===== PROVIDED MATERIAL =====
//! End-to-end comparison runs against in-memory sources.
//!
//! Every source here is a [`MockSource`], so no HTTP requests are made.

use std::sync::{Arc, Mutex};
use std::time::Duration;

use bibsync_core::db::mock::MockSource;
use bibsync_core::{
    AuthorQuery, CompareRequest, Config, CoreError, LocalLibrary, Notice, ProgressEvent,
    PublicationRecord, PublicationSource, ReconcilePool, compare, fetch_all_sources,
};
use tokio_util::sync::CancellationToken;

fn local_library() -> LocalLibrary {
    LocalLibrary::from_records(vec![
        PublicationRecord::new("Deep Learning Systems")
            .with_author("Jane Doe")
            .with_year("2020"),
        PublicationRecord::new("An Old Paper Nobody Indexed")
            .with_author("Jane Doe, John Smith")
            .with_year("2020"),
        PublicationRecord::new("Written By Someone Else")
            .with_author("John Smith")
            .with_year("2020"),
    ])
}

fn request(years: &[&str], sources: Vec<Arc<dyn PublicationSource>>) -> CompareRequest {
    CompareRequest {
        query: AuthorQuery::new("Jane", "Doe"),
        years: years.iter().map(|y| y.to_string()).collect(),
        sources,
    }
}

type Events = Arc<Mutex<Vec<ProgressEvent>>>;

fn collector() -> (Events, impl Fn(ProgressEvent) + Send + Sync) {
    let events: Events = Arc::new(Mutex::new(Vec::new()));
    let sink = Arc::clone(&events);
    (events, move |e| sink.lock().unwrap().push(e))
}

#[tokio::test]
async fn initials_and_case_variants_reconcile_cleanly() {
    let library = LocalLibrary::from_records(vec![
        PublicationRecord::new("Deep Learning Systems")
            .with_author("Jane Doe")
            .with_year("2020"),
    ]);
    let source = MockSource::with_records(
        "Mock",
        vec![
            PublicationRecord::new("Deep learning systems")
                .with_author("J. Doe")
                .with_year("2020"),
        ],
    );
    let req = request(&["2020"], vec![Arc::new(source)]);
    let config = Config::default();
    let pool = ReconcilePool::new(1, CancellationToken::new());
    let (_events, progress) = collector();

    let outcome = compare(&library, &req, &config, &pool, &progress, &CancellationToken::new())
        .await
        .unwrap();
    let rec = outcome.reconciliation.unwrap();
    assert!(rec.missing.is_empty());
    assert!(rec.extra.is_empty());
    assert_eq!(rec.stats.common, 1);
    assert!(outcome.notices.is_empty());
    pool.shutdown().await;
}

#[tokio::test]
async fn missing_and_extra_are_reported() {
    let source = MockSource::with_records(
        "Mock",
        vec![
            PublicationRecord::new("Deep Learning Systems")
                .with_author("Jane Doe")
                .with_year("2020"),
            PublicationRecord::new("A Brand New Result")
                .with_author("Jane Doe")
                .with_year("2020")
                .with_doi("10.1/new"),
            PublicationRecord::new("From Another Year")
                .with_author("Jane Doe")
                .with_year("2019"),
        ],
    );
    let req = request(&["2020"], vec![Arc::new(source)]);
    let pool = ReconcilePool::new(2, CancellationToken::new());
    let (events, progress) = collector();

    let outcome = compare(
        &local_library(),
        &req,
        &Config::default(),
        &pool,
        &progress,
        &CancellationToken::new(),
    )
    .await
    .unwrap();

    assert_eq!(outcome.fetch.raw_count, 3);
    assert_eq!(outcome.crawled_in_years.len(), 2);
    // "Written By Someone Else" does not list Jane Doe.
    assert_eq!(outcome.local_selected.len(), 2);

    let rec = outcome.reconciliation.unwrap();
    assert_eq!(rec.missing.len(), 1);
    assert_eq!(rec.missing[0].doi, "10.1/new");
    assert_eq!(rec.extra.len(), 1);
    assert_eq!(rec.extra[0].title, "An Old Paper Nobody Indexed");
    assert_eq!(rec.stats.local_total, 2);
    assert_eq!(rec.stats.crawled_total, 2);
    assert_eq!(rec.stats.common, 1);

    let events = events.lock().unwrap();
    assert!(
        events
            .iter()
            .any(|e| matches!(e, ProgressEvent::YearFilter { kept: 2, .. }))
    );
    assert!(
        events
            .iter()
            .any(|e| matches!(e, ProgressEvent::Reconciling { local: 2, crawled: 2 }))
    );
    pool.shutdown().await;
}

#[tokio::test]
async fn failing_source_does_not_abort_others() {
    let good = MockSource::with_records(
        "Good",
        vec![
            PublicationRecord::new("Deep Learning Systems")
                .with_author("Jane Doe")
                .with_year("2020"),
        ],
    );
    let broken = MockSource::failing("Broken", "connection refused");
    let req = request(&["2020"], vec![Arc::new(broken), Arc::new(good)]);
    let pool = ReconcilePool::new(1, CancellationToken::new());
    let (events, progress) = collector();

    let outcome = compare(
        &local_library(),
        &req,
        &Config::default(),
        &pool,
        &progress,
        &CancellationToken::new(),
    )
    .await
    .unwrap();

    assert_eq!(outcome.fetch.failures.len(), 1);
    assert_eq!(outcome.fetch.failures[0].source, "Broken");
    assert_eq!(outcome.fetch.per_source.len(), 1);
    assert_eq!(outcome.fetch.records.len(), 1);
    assert!(outcome.reconciliation.is_some());

    let events = events.lock().unwrap();
    assert!(events.iter().any(
        |e| matches!(e, ProgressEvent::SourceFailed { source, .. } if source == "Broken")
    ));
    pool.shutdown().await;
}

#[tokio::test(start_paused = true)]
async fn concatenation_follows_source_order_not_completion_order() {
    let slow = MockSource::with_records(
        "Slow",
        vec![PublicationRecord::new("Shared Title").with_doi("10.1/slow")],
    )
    .with_delay(Duration::from_secs(3));
    let fast = MockSource::with_records(
        "Fast",
        vec![PublicationRecord::new("shared title").with_doi("10.1/fast")],
    );
    let sources: Vec<Arc<dyn PublicationSource>> = vec![Arc::new(slow), Arc::new(fast)];
    let (_events, progress) = collector();

    let outcome = fetch_all_sources(
        &AuthorQuery::new("Jane", "Doe"),
        &sources,
        &Config::default(),
        &reqwest::Client::new(),
        &progress,
        &CancellationToken::new(),
    )
    .await
    .unwrap();

    assert_eq!(outcome.raw_count, 2);
    assert_eq!(outcome.records.len(), 1);
    assert_eq!(outcome.records[0].doi, "10.1/slow");
}

#[tokio::test]
async fn nothing_crawled_is_a_notice() {
    let req = request(&["2020"], vec![Arc::new(MockSource::with_records("Empty", vec![]))]);
    let pool = ReconcilePool::new(1, CancellationToken::new());
    let (_events, progress) = collector();

    let outcome = compare(
        &local_library(),
        &req,
        &Config::default(),
        &pool,
        &progress,
        &CancellationToken::new(),
    )
    .await
    .unwrap();
    assert!(outcome.reconciliation.is_none());
    assert_eq!(outcome.notices, vec![Notice::NoCrawledRecords]);
    pool.shutdown().await;
}

#[tokio::test]
async fn nothing_in_requested_years_is_a_notice() {
    let source = MockSource::with_records(
        "Mock",
        vec![PublicationRecord::new("Old").with_author("Jane Doe").with_year("2015")],
    );
    let req = request(&["2020", "2021"], vec![Arc::new(source)]);
    let pool = ReconcilePool::new(1, CancellationToken::new());
    let (_events, progress) = collector();

    let outcome = compare(
        &local_library(),
        &req,
        &Config::default(),
        &pool,
        &progress,
        &CancellationToken::new(),
    )
    .await
    .unwrap();
    assert!(outcome.reconciliation.is_none());
    assert_eq!(
        outcome.notices,
        vec![Notice::NoCrawledRecordsForYears {
            years: vec!["2020".into(), "2021".into()]
        }]
    );
    pool.shutdown().await;
}

#[tokio::test]
async fn no_matching_local_records_still_reconciles() {
    let source = MockSource::with_records(
        "Mock",
        vec![PublicationRecord::new("Fresh").with_author("Jane Doe").with_year("2021")],
    );
    let req = request(&["2021"], vec![Arc::new(source)]);
    let pool = ReconcilePool::new(1, CancellationToken::new());
    let (_events, progress) = collector();

    let outcome = compare(
        &local_library(),
        &req,
        &Config::default(),
        &pool,
        &progress,
        &CancellationToken::new(),
    )
    .await
    .unwrap();
    let rec = outcome.reconciliation.unwrap();
    assert_eq!(rec.missing.len(), 1);
    assert!(rec.extra.is_empty());
    assert_eq!(outcome.notices, vec![Notice::NoLocalRecords]);
    pool.shutdown().await;
}

#[tokio::test]
async fn exports_are_written_when_configured() {
    let dir = tempfile::tempdir().unwrap();
    let config = Config {
        snapshot_path: Some(dir.path().join("snapshot.json")),
        crawled_csv_path: Some(dir.path().join("crawled.csv")),
        ..Default::default()
    };
    let source = MockSource::with_records(
        "Mock",
        vec![
            PublicationRecord::new("Deep Learning Systems")
                .with_author("Jane Doe")
                .with_year("2020")
                .with_derived_id(),
            PublicationRecord::new("Undated").with_derived_id(),
        ],
    );
    let req = request(&["2020"], vec![Arc::new(source)]);
    let pool = ReconcilePool::new(1, CancellationToken::new());
    let (events, progress) = collector();

    compare(&local_library(), &req, &config, &pool, &progress, &CancellationToken::new())
        .await
        .unwrap();

    let snapshot = bibsync_core::export::read_snapshot(&dir.path().join("snapshot.json")).unwrap();
    assert_eq!(snapshot["2020"].len(), 1);
    assert_eq!(snapshot["Unknown"].len(), 1);
    assert!(dir.path().join("crawled.csv").exists());
    let exported = events
        .lock()
        .unwrap()
        .iter()
        .filter(|e| matches!(e, ProgressEvent::Exported { .. }))
        .count();
    assert_eq!(exported, 2);
    pool.shutdown().await;
}

#[tokio::test]
async fn invalid_requests_are_rejected() {
    let pool = ReconcilePool::new(1, CancellationToken::new());
    let (_events, progress) = collector();
    let config = Config::default();
    let cancel = CancellationToken::new();
    let mock = MockSource::with_records("Mock", vec![]);
    let source: Arc<dyn PublicationSource> = Arc::new(mock);

    let mut req = request(&["2020"], vec![Arc::clone(&source)]);
    req.query = AuthorQuery::new("", "Doe");
    let err = compare(&local_library(), &req, &config, &pool, &progress, &cancel)
        .await
        .unwrap_err();
    assert!(matches!(err, CoreError::InvalidQuery(_)));

    let req = request(&[], vec![Arc::clone(&source)]);
    let err = compare(&local_library(), &req, &config, &pool, &progress, &cancel)
        .await
        .unwrap_err();
    assert!(matches!(err, CoreError::InvalidQuery(_)));

    let req = request(&["2020"], vec![]);
    let err = compare(&local_library(), &req, &config, &pool, &progress, &cancel)
        .await
        .unwrap_err();
    assert!(matches!(err, CoreError::InvalidQuery(_)));

    let req = request(&["2020"], vec![Arc::clone(&source)]);
    let err = compare(
        &LocalLibrary::from_records(vec![]),
        &req,
        &config,
        &pool,
        &progress,
        &cancel,
    )
    .await
    .unwrap_err();
    assert!(matches!(err, CoreError::EmptyLibrary));

    let mut bad_config = Config::default();
    bad_config.thresholds.title = 150.0;
    let req = request(&["2020"], vec![Arc::clone(&source)]);
    let err = compare(&local_library(), &req, &bad_config, &pool, &progress, &cancel)
        .await
        .unwrap_err();
    assert!(matches!(
        err,
        CoreError::InvalidThreshold { name: "title", .. }
    ));
    pool.shutdown().await;
}

#[tokio::test(start_paused = true)]
async fn cancellation_stops_fetching() {
    let slow = MockSource::with_records("Slow", vec![PublicationRecord::new("Never")])
        .with_delay(Duration::from_secs(600));
    let req = request(&["2020"], vec![Arc::new(slow)]);
    let pool = ReconcilePool::new(1, CancellationToken::new());
    let (_events, progress) = collector();
    let cancel = CancellationToken::new();

    let trigger = cancel.clone();
    tokio::spawn(async move {
        tokio::time::sleep(Duration::from_secs(1)).await;
        trigger.cancel();
    });

    let err = compare(
        &local_library(),
        &req,
        &Config::default(),
        &pool,
        &progress,
        &cancel,
    )
    .await
    .unwrap_err();
    assert!(matches!(err, CoreError::Cancelled));
    pool.shutdown().await;
}
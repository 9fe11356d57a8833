use std::io::Write;
use std::path::{Path, PathBuf};
use std::sync::{Arc, Mutex};

use anyhow::Context;
use clap::{Args, Parser, Subcommand};
use tokio_util::sync::CancellationToken;
use tracing_subscriber::{layer::SubscriberExt, util::SubscriberInitExt};

use bibsync_bibtex::{Btac, CompletionOracle};
use bibsync_core::config_file::{self, ConfigFile};
use bibsync_core::{AuthorQuery, CompareRequest, Config, ProgressEvent, ReconcilePool};

mod output;

use output::ColorMode;

/// Bibliography gap finder - compare a local .bib file against publication indexes
#[derive(Parser, Debug)]
#[command(name = "bibsync", version, about, long_about = None)]
struct Cli {
    /// Also write logs to this file
    #[arg(long, global = true)]
    log_file: Option<PathBuf>,

    #[command(subcommand)]
    command: Command,
}

#[derive(Subcommand, Debug)]
enum Command {
    /// Find publications missing from (or only present in) a local .bib file
    Compare(CompareArgs),

    /// List local publications by year and author name fragments
    List {
        /// Path to the .bib file
        bib: PathBuf,

        /// Comma-separated years to show (default: all)
        #[arg(long, value_delimiter = ',')]
        years: Vec<String>,

        /// First name fragment
        #[arg(long, default_value = "")]
        first: String,

        /// Last name fragment
        #[arg(long, default_value = "")]
        last: String,

        /// Disable colored output
        #[arg(long)]
        no_color: bool,
    },

    /// Complete a record from a DOI or a title using btac
    Complete {
        /// A DOI (starting with "10.") or a title
        input: String,

        /// Path to the btac executable
        #[arg(long, default_value = "btac")]
        btac: PathBuf,
    },

    /// Replace LaTeX accent escapes in a .bib file with Unicode characters
    Preprocess {
        /// Input .bib file
        input: PathBuf,

        /// Output .bib file
        output: PathBuf,
    },
}

#[derive(Args, Debug)]
struct CompareArgs {
    /// Path to the local .bib file
    bib: PathBuf,

    /// Author first name
    #[arg(long)]
    first: String,

    /// Author last name
    #[arg(long)]
    last: String,

    /// Comma-separated years, e.g. 2020,2021
    #[arg(long, value_delimiter = ',', required = true)]
    years: Vec<String>,

    /// Comma-separated sources to query (default: all enabled)
    #[arg(long, value_delimiter = ',')]
    sources: Vec<String>,

    /// Write the missing publications to this .bib file
    #[arg(long)]
    missing_out: Option<PathBuf>,

    /// Write a year-keyed JSON snapshot of everything crawled
    #[arg(long)]
    snapshot: Option<PathBuf>,

    /// Write everything crawled as CSV
    #[arg(long)]
    csv: Option<PathBuf>,

    /// Minimum DOI similarity (0-100)
    #[arg(long)]
    doi_threshold: Option<f64>,

    /// Minimum title similarity (0-100)
    #[arg(long)]
    title_threshold: Option<f64>,

    /// Semantic Scholar API key
    #[arg(long)]
    s2_api_key: Option<String>,

    /// Contact address for the Crossref polite pool
    #[arg(long)]
    crossref_mailto: Option<String>,

    /// Disable colored output
    #[arg(long)]
    no_color: bool,
}

#[tokio::main]
async fn main() -> anyhow::Result<()> {
    dotenvy::dotenv().ok();
    let cli = Cli::parse();
    let _log_guard = init_logging(cli.log_file.as_deref())?;

    match cli.command {
        Command::Compare(args) => compare(args).await,
        Command::List {
            bib,
            years,
            first,
            last,
            no_color,
        } => list(&bib, years, &first, &last, no_color),
        Command::Complete { input, btac } => complete(&input, btac).await,
        Command::Preprocess { input, output } => {
            bibsync_bibtex::preprocess_bib_file(&input, &output)
                .with_context(|| format!("failed to preprocess {}", input.display()))?;
            println!("Preprocessed bibliography saved as {}", output.display());
            Ok(())
        }
    }
}

/// Log to stderr, filtered by `RUST_LOG`, and optionally to a file.
fn init_logging(
    log_file: Option<&Path>,
) -> anyhow::Result<Option<tracing_appender::non_blocking::WorkerGuard>> {
    let filter = tracing_subscriber::EnvFilter::try_from_default_env()
        .unwrap_or_else(|_| "warn,bibsync_core=info,bibsync_bibtex=info,bibsync=info".into());

    let (file_layer, guard) = match log_file {
        Some(path) => {
            let dir = match path.parent() {
                Some(p) if !p.as_os_str().is_empty() => p,
                _ => Path::new("."),
            };
            let name = path
                .file_name()
                .with_context(|| format!("invalid log file path {}", path.display()))?;
            std::fs::create_dir_all(dir)
                .with_context(|| format!("failed to create {}", dir.display()))?;
            let appender = tracing_appender::rolling::never(dir, name);
            let (writer, guard) = tracing_appender::non_blocking(appender);
            let layer = tracing_subscriber::fmt::layer()
                .with_ansi(false)
                .with_writer(writer);
            (Some(layer), Some(guard))
        }
        None => (None, None),
    };

    tracing_subscriber::registry()
        .with(filter)
        .with(tracing_subscriber::fmt::layer().with_writer(std::io::stderr))
        .with(file_layer)
        .init();
    Ok(guard)
}

/// Resolve configuration: CLI flags > env vars > config file > defaults.
fn resolve_config(args: &CompareArgs) -> anyhow::Result<(Config, ConfigFile)> {
    let file = config_file::load_config();
    let mut config = Config::default();
    file.apply(&mut config);

    if let Ok(key) = std::env::var("S2_API_KEY")
        && !key.is_empty()
    {
        config.s2_api_key = Some(key);
    }
    if let Ok(mailto) = std::env::var("CROSSREF_MAILTO")
        && !mailto.is_empty()
    {
        config.crossref_mailto = Some(mailto);
    }

    if let Some(key) = &args.s2_api_key {
        config.s2_api_key = Some(key.clone());
    }
    if let Some(mailto) = &args.crossref_mailto {
        config.crossref_mailto = Some(mailto.clone());
    }
    if let Some(t) = args.doi_threshold {
        config.thresholds.doi = t;
    }
    if let Some(t) = args.title_threshold {
        config.thresholds.title = t;
    }
    if let Some(p) = &args.snapshot {
        config.snapshot_path = Some(p.clone());
    }
    if let Some(p) = &args.csv {
        config.crawled_csv_path = Some(p.clone());
    }

    config
        .thresholds
        .validate()
        .context("invalid matching thresholds (check --doi-threshold, --title-threshold and the config file)")?;
    config.refresh_rate_limiters();
    tracing::debug!(?config, "configuration resolved");
    Ok((config, file))
}

async fn compare(args: CompareArgs) -> anyhow::Result<()> {
    let (config, file) = resolve_config(&args)?;
    let color = ColorMode(!args.no_color);
    let mut writer = std::io::stdout();

    if !args.bib.exists() {
        anyhow::bail!("File not found: {}", args.bib.display());
    }
    let library = bibsync_bibtex::read_library(&args.bib)
        .with_context(|| format!("failed to read {}", args.bib.display()))?;
    writeln!(
        writer,
        "Loaded {} publications from {} ({} years)",
        library.len(),
        args.bib.display(),
        library.years().len()
    )?;

    let only = (!args.sources.is_empty()).then_some(args.sources.as_slice());
    let sources = bibsync_core::build_source_list(&config, only);
    if sources.is_empty() {
        anyhow::bail!("No sources selected (check --sources and the disabled list)");
    }

    let request = CompareRequest {
        query: AuthorQuery::new(&args.first, &args.last),
        years: args.years.clone(),
        sources,
    };

    let progress_writer: Arc<Mutex<Box<dyn Write + Send>>> =
        Arc::new(Mutex::new(Box::new(std::io::stderr())));
    let progress_cb = {
        let pw = Arc::clone(&progress_writer);
        move |event: ProgressEvent| {
            if let Ok(mut w) = pw.lock() {
                let _ = output::print_progress(&mut *w, &event, color);
                let _ = w.flush();
            }
        }
    };

    let cancel = CancellationToken::new();

    // Set up Ctrl+C handler
    let cancel_clone = cancel.clone();
    tokio::spawn(async move {
        if tokio::signal::ctrl_c().await.is_ok() {
            cancel_clone.cancel();
        }
    });

    let pool = ReconcilePool::new(config.num_workers, cancel.clone());
    let result = bibsync_core::compare(&library, &request, &config, &pool, &progress_cb, &cancel).await;
    pool.shutdown().await;
    let outcome = result?;

    output::print_report(&mut writer, &outcome, color)?;

    let missing_out = args.missing_out.clone().or_else(|| file.missing_bib_path());
    if let (Some(path), Some(rec)) = (missing_out, &outcome.reconciliation)
        && !rec.missing.is_empty()
    {
        let missing: Vec<_> = rec
            .missing
            .iter()
            .cloned()
            .map(|r| r.with_derived_id())
            .collect();
        let n = bibsync_bibtex::write_bib_file(&path, &missing)
            .with_context(|| format!("failed to write {}", path.display()))?;
        writeln!(writer, "Wrote {} missing publications to {}", n, path.display())?;
    }

    Ok(())
}

fn list(
    bib: &Path,
    years: Vec<String>,
    first: &str,
    last: &str,
    no_color: bool,
) -> anyhow::Result<()> {
    let library = bibsync_bibtex::read_library(bib)
        .with_context(|| format!("failed to read {}", bib.display()))?;
    let years = if years.is_empty() {
        library.years().into_iter().map(String::from).collect()
    } else {
        years
    };

    let records = library.filter_for_display(&years, first, last);
    let mut writer = std::io::stdout();
    output::print_record_list(
        &mut writer,
        &format!("LOCAL PUBLICATIONS IN {}", years.join(", ")),
        &records,
        ColorMode(!no_color),
    )?;
    Ok(())
}

async fn complete(input: &str, program: PathBuf) -> anyhow::Result<()> {
    let seed = bibsync_bibtex::seed_record(input);
    if seed.title.is_empty() && seed.doi.is_empty() {
        anyhow::bail!("Nothing to complete: give a DOI or a title");
    }

    let oracle = Btac::new(program);
    let record = oracle
        .complete(&seed)
        .await
        .with_context(|| format!("{} could not complete '{}'", oracle.name(), input.trim()))?;
    print!("{}", bibsync_bibtex::format_record(&record)?);
    Ok(())
}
=====
- **WHAT IS EXPECTED**
Search the records for the word "failures" and copy every line where it occurs.

- **EXERCISE RESULT**
    assert_eq!(outcome.fetch.failures.len(), 1);
    assert_eq!(outcome.fetch.failures[0].source, "Broken");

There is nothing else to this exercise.